Tag Archives: children

Where Does the Vaccination Debate Leave Paleo Followers? | The Paleo Diet

If you thought religion and politics were the most taboo topics at the dinner table, there is now definitely a third hot button topic to add to the list. The vaccine debate has become such a contentious issue that even many leading functional doctors and researchers with expertise on the subject prefer not to speak out. Regardless of what they may say, someone will likely be offended. And, knowing the answers are not black and white, there doesn’t seem to be enough room in print to truly delve deep into the topic.

Recently, pro-vaccination groups have become so frustrated with the layperson dispensing medical advice that their new mantra seems to be “just do it.” Yet anti-vaccine voices continue to fear the conflict of interest between pharmaceutical companies and doctors, and highlight a list of potential risks of vaccinating, which they believe can compromise long-term immune function and health.

How can the average person wade through these murky waters (that sometimes feel shark-infested!) and get sound advice for their children without offending their doctor or peers, but also avoiding being swept away by all the pseudo-science online?

Let’s take a closer look at both sides of the debate.


Most traditional medical doctors would say this is not even a debate. For them, the research is clear that vaccines save million of lives every year, therefore everyone should vaccinate their children. Most physicians will concede, and rightly so, that there are side-effects to vaccinations but state these negative reactions are very few and far between. For the overwhelming majority of physicians, protecting your child from preventable deadly diseases is an easy choice, especially for infant immune systems that have not yet matured to protect themselves fully from pathogens.

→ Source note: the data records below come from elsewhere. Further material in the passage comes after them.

//! Engine - the single event loop of a watch face instance
//!
//! The Engine owns the coordinator state, the message channel, the peer
//! transport, the renderer and the timezone watcher. Every state change
//! happens inside [`Engine::process_message`], one message at a time, so
//! no component needs a lock and renders never overlap.

use std::collections::VecDeque;
use std::time::Duration;

use chrono::{DateTime, FixedOffset, Utc};
use tokio::sync::{broadcast, mpsc, watch};
use tokio::task::JoinHandle;
use tokio::time::{Instant, MissedTickBehavior};

use sunface_core::prelude::*;
use sunface_core::{PeerEvent, SessionState, WeatherSnapshot};
use sunface_link::{LineTransport, LoopbackPeer, PeerEventSender, PeerTransport};

use crate::config::{PeerSettings, Settings};
use crate::coordinator::Coordinator;
use crate::engine_event::EngineEvent;
use crate::handler::{self, UpdateAction};
use crate::host::HostHandle;
use crate::message::{HostSignal, Message};
use crate::renderer::Renderer;

/// Capacity of the coordinator message queue
const MESSAGE_CHANNEL_CAPACITY: usize = 256;

/// Capacity of the transport → engine event channel
const PEER_CHANNEL_CAPACITY: usize = 64;

/// Capacity of the engine event broadcast
const EVENT_CHANNEL_CAPACITY: usize = 256;

/// How often the timezone watcher samples the local UTC offset
const TIMEZONE_POLL_INTERVAL: Duration = Duration::from_secs(1);

/// Stand-in for "never" when a deadline does not fit in an `Instant`
const FAR_FUTURE: Duration = Duration::from_secs(86_400 * 365);

/// Maps the monotonic runtime clock onto wall-clock time.
///
/// Anchored once at construction, so deadlines handed to the coordinator
/// and the sleeps that wait for them agree exactly, including under a
/// paused test runtime.
#[derive(Debug, Clone, Copy)]
pub struct TimeSource {
    base_instant: Instant,
    base_utc: DateTime<Utc>,
}

impl TimeSource {
    pub fn system() -> Self {
        Self::starting_at(Utc::now())
    }

    /// Pretend the current instant is `utc`
    pub fn starting_at(utc: DateTime<Utc>) -> Self {
        Self {
            base_instant: Instant::now(),
            base_utc: utc,
        }
    }

    pub fn now(&self) -> DateTime<Utc> {
        let elapsed = chrono::Duration::from_std(self.base_instant.elapsed())
            .unwrap_or(chrono::Duration::zero());
        self.base_utc + elapsed
    }

    /// Runtime instant at which wall-clock time reaches `at`
    pub fn instant_at(&self, at: DateTime<Utc>) -> Instant {
        match (at - self.base_utc).to_std() {
            Ok(offset) => self
                .base_instant
                .checked_add(offset)
                .unwrap_or_else(|| Instant::now() + FAR_FUTURE),
            // Already in the past
            Err(_) => self.base_instant,
        }
    }
}

/// Lightweight snapshot of state for change detection.
///
/// Captured before message processing, compared after to detect what
/// changed and emit the matching EngineEvents.
#[derive(Debug, Clone)]
struct StateSnapshot {
    session: SessionState,
    weather: WeatherSnapshot,
}

impl StateSnapshot {
    fn capture(state: &Coordinator) -> Self {
        Self {
            session: state.session.state().clone(),
            weather: state.snapshot().clone(),
        }
    }
}

/// Build the transport the settings ask for
pub fn transport_for(settings: &PeerSettings, events: PeerEventSender) -> Box<dyn PeerTransport> {
    match &settings.address {
        Some(address) => {
            info!("Using line transport to {}", address);
            Box::new(
                LineTransport::new(address.clone(), events)
                    .with_connect_timeout(settings.connect_timeout()),
            )
        }
        None => {
            info!("No peer address configured, using loopback peer");
            Box::new(LoopbackPeer::new(settings.loopback(), events))
        }
    }
}

/// Orchestration engine for one watch face instance
pub struct Engine {
    /// Coordinator state (the Model)
    pub coordinator: Coordinator,

    /// Sender half of the message channel. Clone for input sources.
    msg_tx: mpsc::Sender<Message>,

    /// Receiver half, drained by [`Engine::run`]
    msg_rx: mpsc::Receiver<Message>,

    transport: Box<dyn PeerTransport>,
    renderer: Box<dyn Renderer>,

    /// Bridges transport completions into the message channel
    peer_forwarder: JoinHandle<()>,

    /// Present while the timezone receiver is registered
    timezone_watcher: Option<JoinHandle<()>>,

    time: TimeSource,

    shutdown_tx: watch::Sender<bool>,
    shutdown_rx: watch::Receiver<bool>,

    /// Event broadcaster for external consumers
    event_tx: broadcast::Sender<EngineEvent>,
}

impl Engine {
    /// Create an engine.
    ///
    /// `make_transport` receives the sender the transport must report its
    /// completions on.
    pub fn new<F>(
        settings: &Settings,
        timezone: FixedOffset,
        renderer: Box<dyn Renderer>,
        make_transport: F,
    ) -> Self
    where
        F: FnOnce(PeerEventSender) -> Box<dyn PeerTransport>,
    {
        let coordinator = Coordinator::with_settings(settings, timezone);

        let (msg_tx, msg_rx) = mpsc::channel::<Message>(MESSAGE_CHANNEL_CAPACITY);
        let (shutdown_tx, shutdown_rx) = watch::channel(false);
        let (event_tx, _) = broadcast::channel(EVENT_CHANNEL_CAPACITY);

        let (peer_tx, peer_rx) = mpsc::channel::<PeerEvent>(PEER_CHANNEL_CAPACITY);
        let transport = make_transport(peer_tx);
        let peer_forwarder = spawn_peer_forwarder(peer_rx, msg_tx.clone());

        Self {
            coordinator,
            msg_tx,
            msg_rx,
            transport,
            renderer,
            peer_forwarder,
            timezone_watcher: None,
            time: TimeSource::system(),
            shutdown_tx,
            shutdown_rx,
            event_tx,
        }
    }

    /// Replace the wall-clock mapping (tests pin it to a known instant)
    pub fn with_time_source(mut self, time: TimeSource) -> Self {
        self.time = time;
        self
    }

    /// Subscribe to engine events.
    ///
    /// If the subscriber falls behind, older events are dropped and
    /// `RecvError::Lagged` is reported.
    pub fn subscribe(&self) -> broadcast::Receiver<EngineEvent> {
        self.event_tx.subscribe()
    }

    /// Handle for the host environment
    pub fn host_handle(&self) -> HostHandle {
        HostHandle::new(self.msg_tx.clone())
    }

    pub fn msg_sender(&self) -> mpsc::Sender<Message> {
        self.msg_tx.clone()
    }

    pub fn should_quit(&self) -> bool {
        self.coordinator.should_quit()
    }

    pub fn now(&self) -> DateTime<Utc> {
        self.time.now()
    }

    /// Drive the loop until a `Quit` message arrives.
    ///
    /// Waits for the next message or the coordinator's next deadline,
    /// whichever comes first; a reached deadline is processed as `Tick`.
    pub async fn run(&mut self) {
        while !self.should_quit() {
            let wake_at = self
                .coordinator
                .next_wakeup()
                .map(|at| self.time.instant_at(at));

            tokio::select! {
                msg = self.msg_rx.recv() => match msg {
                    Some(msg) => self.process_message(msg),
                    None => break,
                },
                _ = sleep_until(wake_at) => self.process_message(Message::Tick),
            }
        }
        debug!("Engine loop finished");
    }

    /// Process one message and everything it chains to.
    ///
    /// Follow-up messages and renderer feedback are handled in the same
    /// cycle, in order, at one logical instant.
    pub fn process_message(&mut self, msg: Message) {
        let now = self.time.now();
        let pre = StateSnapshot::capture(&self.coordinator);

        let mut queue = VecDeque::from([msg]);
        while let Some(msg) = queue.pop_front() {
            let result = handler::update(&mut self.coordinator, msg, now);

            if let Some(action) = result.action {
                if let Some(feedback) = self.handle_action(action) {
                    queue.push_back(feedback);
                }
            }
            if let Some(next) = result.message {
                queue.push_back(next);
            }
        }

        let post = StateSnapshot::capture(&self.coordinator);
        self.emit_events(&pre, &post);
    }

    /// Drain and process all pending messages without waiting.
    ///
    /// Returns the number of messages processed.
    pub fn drain_pending_messages(&mut self) -> usize {
        let mut count = 0;
        while let Ok(msg) = self.msg_rx.try_recv() {
            self.process_message(msg);
            count += 1;
        }
        count
    }

    /// Stop the clock, release the timezone receiver, disconnect the peer
    /// and notify subscribers.
    pub fn shutdown(&mut self) {
        if !self.should_quit() {
            self.process_message(Message::Quit);
        }
        self.stop_timezone_watcher();
        self.coordinator.timezone_subscribed = false;

        let _ = self.shutdown_tx.send(true);
        self.peer_forwarder.abort();

        let diag = self.coordinator.diagnostics();
        info!(
            "Engine shut down: {} frames, {} connection failures, {} fetch failures, {} stale responses, {} render failures",
            diag.frames_rendered,
            diag.connection_failures,
            diag.fetch_failures,
            diag.stale_responses_discarded,
            diag.render_failures
        );
        self.emit(EngineEvent::Shutdown);
    }

    /// Execute an action; may return a feedback message for the same cycle
    fn handle_action(&mut self, action: UpdateAction) -> Option<Message> {
        match action {
            UpdateAction::ConnectPeer { attempt } => {
                self.transport.connect(attempt);
                None
            }
            UpdateAction::SendRequest { id } => {
                self.transport.send_request(id);
                None
            }
            UpdateAction::DisconnectPeer => {
                self.transport.disconnect();
                None
            }
            UpdateAction::Render(frame) => match self.renderer.render(&frame) {
                Ok(()) => {
                    self.emit(EngineEvent::FrameRendered(frame.clone()));
                    Some(Message::FrameRendered(frame))
                }
                Err(e) => {
                    warn!("Render failed: {}", e);
                    Some(Message::RenderFailed {
                        message: e.to_string(),
                    })
                }
            },
            UpdateAction::SubscribeTimezone => {
                self.start_timezone_watcher();
                None
            }
            UpdateAction::UnsubscribeTimezone => {
                self.stop_timezone_watcher();
                None
            }
        }
    }

    fn start_timezone_watcher(&mut self) {
        if self.timezone_watcher.is_some() {
            return;
        }
        debug!("Registering timezone receiver");
        self.timezone_watcher = Some(spawn_timezone_watcher(
            self.msg_tx.clone(),
            self.shutdown_rx.clone(),
        ));
    }

    fn stop_timezone_watcher(&mut self) {
        if let Some(watcher) = self.timezone_watcher.take() {
            debug!("Releasing timezone receiver");
            watcher.abort();
        }
    }

    /// Emit EngineEvents for state changes and faults of one cycle
    fn emit_events(&mut self, pre: &StateSnapshot, post: &StateSnapshot) {
        if pre.session != post.session {
            self.emit(EngineEvent::SessionStateChanged {
                old: pre.session.clone(),
                new: post.session.clone(),
            });
        }

        if pre.weather != post.weather {
            self.emit(EngineEvent::SnapshotUpdated(post.weather.clone()));
        }

        for fault in self.coordinator.take_faults() {
            self.emit(EngineEvent::Fault(fault));
        }
    }

    /// Emit a single EngineEvent to all subscribers.
    ///
    /// send() only fails when nobody is subscribed, which is fine.
    fn emit(&self, event: EngineEvent) {
        let _ = self.event_tx.send(event);
    }
}

impl Drop for Engine {
    fn drop(&mut self) {
        self.stop_timezone_watcher();
        self.peer_forwarder.abort();
    }
}

async fn sleep_until(deadline: Option<Instant>) {
    match deadline {
        Some(deadline) => tokio::time::sleep_until(deadline).await,
        None => std::future::pending().await,
    }
}

/// Bridge transport completions into the coordinator queue
fn spawn_peer_forwarder(
    mut peer_rx: mpsc::Receiver<PeerEvent>,
    msg_tx: mpsc::Sender<Message>,
) -> JoinHandle<()> {
    tokio::spawn(async move {
        while let Some(event) = peer_rx.recv().await {
            if msg_tx.send(Message::Peer(event)).await.is_err() {
                break;
            }
        }
    })
}

/// Current local UTC offset as reported by the OS
fn local_offset() -> FixedOffset {
    *chrono::Local::now().offset()
}

/// Post `TimezoneChanged` whenever the local offset changes
fn spawn_timezone_watcher(
    msg_tx: mpsc::Sender<Message>,
    mut shutdown_rx: watch::Receiver<bool>,
) -> JoinHandle<()> {
    tokio::spawn(async move {
        let mut last = local_offset();
        let mut ticker = tokio::time::interval(TIMEZONE_POLL_INTERVAL);
        ticker.set_missed_tick_behavior(MissedTickBehavior::Skip);

        loop {
            tokio::select! {
                _ = ticker.tick() => {}
                _ = shutdown_rx.changed() => break,
            }

            let current = local_offset();
            if current != last {
                last = current;
                let msg = Message::Host(HostSignal::TimezoneChanged(current));
                if msg_tx.send(msg).await.is_err() {
                    break;
                }
            }
        }
    })
}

Overall, the research supports that vaccines are very safe and provide necessary and life saving protection to infants. The recent outbreak of measles in Disneyland this year is evidence that if too many people “opt out” of vaccinations, it compromises the health of other children. Herd immunity is a reality and you must have upward of 80-90% of the community vaccinated to provide protection to all. 1

Of course, the trump card for the pro-vaccination camp is the impressive list of deadly diseases that have been eradicated (or almost eradicated) since the use of vaccines. This includes diphtheria, influenza, hepatits A and B, measles, mumps, pertussis, pneumococcal disease, polio, rubella, congenital rubella, smallpox, tetanus and varicella. This great medical achievement has required years of research and dedication of generations of talented scientists and physicians and has saved millions of lives in the process. However, they argue that if a just 10% of the population is not fully vaccinated, these modern advances begin to lose their effectiveness.

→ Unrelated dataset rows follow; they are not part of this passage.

//! Coordinator state (the Model in TEA)
//!
//! Composes the peer [`Session`], the [`WeatherSync`] and the
//! [`RenderClock`] of one watch face instance, together with the host state
//! they react to. All mutation goes through [`crate::handler::update`].

use chrono::{DateTime, FixedOffset, Utc};
use sunface_core::prelude::*;
use sunface_core::{Diagnostics, Fault, PowerMode, RenderFrame, WeatherSnapshot};
use sunface_link::{Session, WeatherSync};

use crate::clock::RenderClock;
use crate::config::Settings;

/// State of one watch face instance
#[derive(Debug, Clone)]
pub struct Coordinator {
    pub session: Session,
    pub sync: WeatherSync,
    pub clock: RenderClock,

    visible: bool,
    in_ambient: bool,
    timezone: FixedOffset,

    /// Whether the host timezone receiver is registered
    pub(crate) timezone_subscribed: bool,

    /// Last frame the renderer accepted
    last_frame: Option<RenderFrame>,

    /// A failed frame has already been retried once
    pub(crate) render_retry_pending: bool,

    diagnostics: Diagnostics,

    /// Faults observed since the engine last drained them
    faults: Vec<Fault>,

    quitting: bool,
}

impl Coordinator {
    /// Fresh instance with default timing, hidden and interactive
    pub fn new(timezone: FixedOffset) -> Self {
        Self::with_settings(&Settings::default(), timezone)
    }

    pub fn with_settings(settings: &Settings, timezone: FixedOffset) -> Self {
        Self {
            session: Session::new(settings.session.backoff()),
            sync: WeatherSync::new(settings.sync.policy()),
            clock: RenderClock::new(settings.clock.interactive_interval()),
            visible: false,
            in_ambient: false,
            timezone,
            timezone_subscribed: false,
            last_frame: None,
            render_retry_pending: false,
            diagnostics: Diagnostics::default(),
            faults: Vec::new(),
            quitting: false,
        }
    }

    pub fn is_visible(&self) -> bool {
        self.visible
    }

    pub(crate) fn set_visible(&mut self, visible: bool) {
        self.visible = visible;
    }

    pub fn in_ambient(&self) -> bool {
        self.in_ambient
    }

    pub(crate) fn set_ambient(&mut self, in_ambient: bool) {
        self.in_ambient = in_ambient;
    }

    pub fn power_mode(&self) -> PowerMode {
        PowerMode::from_ambient(self.in_ambient)
    }

    pub fn timezone(&self) -> FixedOffset {
        self.timezone
    }

    pub(crate) fn set_timezone(&mut self, timezone: FixedOffset) {
        self.timezone = timezone;
    }

    pub fn timezone_subscribed(&self) -> bool {
        self.timezone_subscribed
    }

    /// The latest accepted weather data
    pub fn snapshot(&self) -> &WeatherSnapshot {
        self.sync.snapshot()
    }

    pub fn last_frame(&self) -> Option<&RenderFrame> {
        self.last_frame.as_ref()
    }

    pub(crate) fn set_last_frame(&mut self, frame: RenderFrame) {
        self.last_frame = Some(frame);
    }

    pub fn diagnostics(&self) -> &Diagnostics {
        &self.diagnostics
    }

    pub(crate) fn diagnostics_mut(&mut self) -> &mut Diagnostics {
        &mut self.diagnostics
    }

    pub fn should_quit(&self) -> bool {
        self.quitting
    }

    pub(crate) fn request_quit(&mut self) {
        self.quitting = true;
    }

    /// Build the frame for `now` from the current state
    pub fn build_frame(&self, now: DateTime<Utc>) -> RenderFrame {
        RenderFrame {
            time: now.with_timezone(&self.timezone),
            snapshot: self.sync.snapshot().clone(),
            power_mode: self.power_mode(),
        }
    }

    /// Record a non-fatal fault for diagnostics and broadcast
    pub(crate) fn record_fault(&mut self, fault: Fault) {
        match &fault {
            Fault::StaleResponseDiscarded { id } => debug!("Stale response #{} discarded", id),
            other => info!("Fault: {:?}", other),
        }
        self.diagnostics.record(&fault);
        self.faults.push(fault);
    }

    /// Faults observed since the last call
    pub fn take_faults(&mut self) -> Vec<Fault> {
        std::mem::take(&mut self.faults)
    }

    /// Earliest instant something time-driven needs attention.
    ///
    /// Considers the clock's next tick, the oldest in-flight request's
    /// expiry, and, while visible, the session's reconnect backoff.
    pub fn next_wakeup(&self) -> Option<DateTime<Utc>> {
        let retry = if self.visible {
            self.session.retry_at()
        } else {
            None
        };
        [self.clock.next_deadline(), self.sync.next_expiry(), retry]
            .into_iter()
            .flatten()
            .min()
    }
}

#[cfg(test)]
mod tests {
    use super::*;
    use chrono::TimeZone;
    use sunface_core::FetchOutcome;

    fn utc() -> FixedOffset {
        FixedOffset::east_opt(0).unwrap()
    }

    fn at_ms(ms: i64) -> DateTime<Utc> {
        Utc.timestamp_millis_opt(ms).unwrap()
    }

    #[test]
    fn test_new_coordinator_is_hidden_and_idle() {
        let coordinator = Coordinator::new(utc());
        assert!(!coordinator.is_visible());
        assert!(!coordinator.clock.is_running());
        assert_eq!(coordinator.power_mode(), PowerMode::Interactive);
        assert!(coordinator.snapshot().is_empty());
        assert_eq!(coordinator.next_wakeup(), None);
    }

    #[test]
    fn test_build_frame_uses_timezone_and_mode() {
        let mut coordinator = Coordinator::new(FixedOffset::east_opt(2 * 3600).unwrap());
        coordinator.set_ambient(true);

        let frame = coordinator.build_frame(at_ms(0));

        assert_eq!(frame.time.offset().local_minus_utc(), 7200);
        assert_eq!(frame.time.timestamp_millis(), 0);
        assert_eq!(frame.power_mode, PowerMode::AmbientLowPower);
    }

    #[test]
    fn test_record_fault_counts_and_queues() {
        let mut coordinator = Coordinator::new(utc());
        coordinator.record_fault(Fault::FetchFailure);
        coordinator.record_fault(Fault::StaleResponseDiscarded { id: 0 });

        assert_eq!(coordinator.diagnostics().fetch_failures, 1);
        assert_eq!(coordinator.diagnostics().stale_responses_discarded, 1);
        assert_eq!(coordinator.take_faults().len(), 2);
        assert!(coordinator.take_faults().is_empty());
    }

    #[test]
    fn test_next_wakeup_takes_earliest_deadline() {
        let mut coordinator = Coordinator::new(utc());
        coordinator.clock.start(at_ms(0));
        assert_eq!(coordinator.next_wakeup(), Some(at_ms(500)));

        let attempt = coordinator.session.connect().unwrap();
        coordinator.session.on_connected(attempt).unwrap();
        coordinator
            .sync
            .request_snapshot(&coordinator.session, at_ms(0))
            .unwrap();
        coordinator.clock.stop();

        // Only the request expiry is left
        assert_eq!(coordinator.next_wakeup(), Some(at_ms(10_000)));

        let _ = coordinator.sync.apply_response(
            1,
            FetchOutcome::Snapshot(WeatherSnapshot::temperatures(1.0, 0.0)),
            at_ms(5),
        );
        assert_eq!(coordinator.next_wakeup(), None);
    }

    #[test]
    fn test_reconnect_backoff_only_wakes_while_visible() {
        let mut coordinator = Coordinator::new(utc());
        let attempt = coordinator.session.connect().unwrap();
        coordinator
            .session
            .on_connection_failed(attempt, "refused", at_ms(0))
            .unwrap();

        assert_eq!(coordinator.next_wakeup(), None);

        coordinator.set_visible(true);
        assert_eq!(coordinator.next_wakeup(), Some(at_ms(1_000)));
    }
}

The anti-vaccine debate seems to stem around a couple of key areas, neither of which is the heavily rumored link between the MMR vaccine and autism, which has been strongly refuted in the clinical literature.2

First, there is a concern that vaccines can cause harm and alter immune function in the long-term, leading to a greater risk of autoimmune conditions as we age. According to the Center for Disease Control (CDC) all vaccines do carry the risk of life-threatening allergic reaction, however this occurs in one child per million.3 Although the likelihood of these reactions is extremely small, for any parent of a child who has had a reaction to a vaccine, they would argue not small enough.

The National Vaccine Information Center (NVIC) states that certain vaccines may be linked to asthma, diabetes, chronic inflammation, autism, learning disabilities and other disorders.4 Of course, from a scientific perspective, the difficulty is that association is not proof of causation and, therefore, any number of other factors may have also contributed to these adverse reactions.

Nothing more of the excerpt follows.